I remember, God, when you broke out of an institution; that day, so many years ago, when you were involuntarily placed in a dark cell, and when you walked out, three days later, so dramatically, saying that the darkness and loneliness of the tomb was no place for those who were living. Say with us now, God, that the darkness and loneliness of tomb-like cells, from detention centers to prisons to mental institutions, are no place for those who are migrants, no place for those who are Mad, no place for those who seek refuge, no place for those who repent, no place for those whom you love, whom we love, who are living.

You alone know the future, oh God, but we together know the past, and we know that mental institutions have kept nobody safe, God; they protect neither those on the outside nor those on the inside from the violence of systemic hatred. We together know that the answer to gun violence and mass murder is not to lock more people up, God, not to keep more people separate from each other, but to unite all in the radical and liberating love that is possible when we understand the presence of the Divine in each person. And so, oh God, we lament: we lament all the strains of evil that we encounter in our world; strains too many to list in one sentence, in one sermon, in one lifetime. And oh God, we ask: we ask for the healing we seek, the healing we know is possible, the healing we have witnessed, the healing we deserve, the healing for which we long.

Personal Prayer to God:

I was raised to be a do-er, an act-or, one who analyzed a situation and then acted in a way that would make it better. I had a United Church of Christ bumper sticker in my room for years that I loved, that seemed to sum up so much of my faith. It read, “To believe is to care, to care is to do.”

As my first marriage crumbled, I tried absolutely everything: therapy, journaling, naming and claiming all my faults, apologizing, practicing new patterns and habits, spending time, giving space… nothing worked. With every action I took, I was met with anger and annoyance. It was as if I was in quicksand and every move sank me deeper in the morass of pain. I can still feel the sense of shame that gripped me. My failure was palpable…

I have a very clear memory in my head of the time I finally broke down or broke through. I was in the fetal position on the carpeted floor in my office. I had never felt so alone, nor so helpless. And all I could do was cry and moan and ask, why, God, why, God, why, God? And somewhere out of my tears, I started singing Amazing Grace.

It was as if the only thing I could do was release all of my efforts and simply ask for God’s presence…

To you [I] cried, and [was] saved; in you [I] trusted, and [was] not put to shame.

Amidst our lament, let us reach out to God in song…
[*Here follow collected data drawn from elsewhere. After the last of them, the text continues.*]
//! Error types for srouted.

use sonic_sr_types::{DeviceId, ParseError};
use thiserror::Error;

/// Errors raised while computing or programming fabric routes.
#[derive(Debug, Error)]
pub enum RoutingError {
    /// The switch was queried before its device configuration arrived.
    #[error("device configuration missing for {0}")]
    ConfigurationMissing(DeviceId),

    /// No path graph snapshot exists for a required root switch.
    #[error("no path graph available for root {0}")]
    GraphUnavailable(DeviceId),

    /// The group collaborator holds no hash-group state for the switch.
    #[error("no group handler for {0}")]
    GroupHandlerUnavailable(DeviceId),

    /// Neither switch of a redundant pair has a master to elect.
    #[error("no candidate owner for {device} (pair {pair})")]
    ElectionFailure { device: DeviceId, pair: DeviceId },

    /// The rule collaborator rejected a programming request.
    #[error("programming failed on {device}: {reason}")]
    Programming { device: DeviceId, reason: String },

    #[error("configuration error: {0}")]
    Config(String),

    #[error("IO error: {0}")]
    Io(#[from] std::io::Error),

    #[error("parse error: {0}")]
    Parse(#[from] ParseError),
}

/// Result type alias for srouted operations.
pub type Result<T> = std::result::Result<T, RoutingError>;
Third Movement: Thanksgiving

We don’t want to pretend that the movement from lament to seeking God’s help to thanksgiving takes only a few minutes. For some things, it takes a lifetime. For some things, we move from lament to reaching out to God to thanksgiving over and over and over again.

Particularly in these times, when there are so many things to lament—in our world, in our communities and in our personal lives, we want to take time to lift up our prayers to God.

This morning, we have candles for our prayer time. If you’d like to come forward and light a candle and offer a prayer—of lament, of thanksgiving, of all of it wrapped together, please feel free. We will sing together as the candles are lit. If you’d like to name out loud what you’re praying for, please do so. If you’d rather just light a candle and pray in your heart, please do that. If you need someone to bring you a candle in your seat, please signal to me or Allison.